A rapid switch in sympathetic neurotransmitter release properties mediated by the p75 receptor.

Cardiac function is modulated by norepinephrine release from innervating sympathetic neurons. These neurons also form excitatory connections onto cardiac myocytes in culture. Here we report that brain-derived neurotrophic factor (BDNF) altered the neurotransmitter release properties of these sympathetic neuron-myocyte connections in rodent cell culture, leading to a rapid shift from excitatory to inhibitory cholinergic transmission in response to neuronal stimulation.
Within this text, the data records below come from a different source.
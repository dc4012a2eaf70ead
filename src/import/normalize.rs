//! Turns a scrape result into the fields stored on an item.
//!
//! The extraction service is loose about shapes: metadata may be missing,
//! strings may be empty, and the published date is free text produced by a
//! model. Everything here is total: a bad date becomes `None`, never an
//! error. Only a missing or mistyped JSON extraction rejects the page.

use chrono::{DateTime, NaiveDate, NaiveDateTime, Utc};
use serde::Deserialize;

use crate::extraction::{ExtractionError, ScrapedPage};
use crate::repositories::ItemContent;

const DATE_TIME_FORMATS: &[&str] = &[
    "%Y-%m-%dT%H:%M:%S%.f",
    "%Y-%m-%d %H:%M:%S%.f",
    "%Y-%m-%dT%H:%M",
    "%Y-%m-%d %H:%M",
];

const DATE_FORMATS: &[&str] = &[
    "%Y-%m-%d",
    "%Y/%m/%d",
    "%B %d, %Y",
    "%b %d, %Y",
    "%d %B %Y",
    "%d %b %Y",
];

#[derive(Debug, Default, Deserialize)]
#[serde(rename_all = "camelCase")]
struct ArticleFields {
    #[serde(default)]
    author: Option<String>,
    #[serde(default)]
    published_at: Option<String>,
}

pub fn normalize_page(page: ScrapedPage) -> Result<ItemContent, ExtractionError> {
    let json = page.json.ok_or_else(|| {
        ExtractionError::MalformedResponse("missing json extraction".to_string())
    })?;
    let fields: ArticleFields = serde_json::from_value(json)
        .map_err(|e| ExtractionError::MalformedResponse(format!("json extraction: {}", e)))?;

    Ok(ItemContent {
        title: non_empty(page.metadata.title),
        content: non_empty(page.markdown),
        og_image: non_empty(page.metadata.og_image),
        author: non_empty(fields.author),
        published_at: fields.published_at.as_deref().and_then(parse_published_at),
    })
}

/// Best-effort parse of a human or machine written publication date.
/// Values without an offset are taken as UTC; bare dates as midnight UTC.
pub fn parse_published_at(raw: &str) -> Option<DateTime<Utc>> {
    let raw = raw.trim();
    if raw.is_empty() {
        return None;
    }

    if let Ok(dt) = DateTime::parse_from_rfc3339(raw) {
        return Some(dt.with_timezone(&Utc));
    }
    if let Ok(dt) = DateTime::parse_from_rfc2822(raw) {
        return Some(dt.with_timezone(&Utc));
    }
    for format in DATE_TIME_FORMATS {
        if let Ok(dt) = NaiveDateTime::parse_from_str(raw, format) {
            return Some(dt.and_utc());
        }
    }
    for format in DATE_FORMATS {
        if let Ok(date) = NaiveDate::parse_from_str(raw, format) {
            return date.and_hms_opt(0, 0, 0).map(|dt| dt.and_utc());
        }
    }
    None
}

fn non_empty(value: Option<String>) -> Option<String> {
    value.filter(|v| !v.trim().is_empty())
}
Fifteen minutes of BDNF perfusion was sufficient to cause this shift to inhibitory transmission, indicating that BDNF promotes preferential release of acetylcholine in response to neuronal stimulation. We found that p75(-/-) neurons did not release acetylcholine in response to BDNF and that neurons overexpressing p75 showed increased cholinergic transmission, indicating that the actions of BDNF are mediated through the p75 neurotrophin receptor. Our findings indicate that p75 is involved in modulating the release of distinct neurotransmitter pools, resulting in a functional switch between excitatory and inhibitory neurotransmission in individual neurons.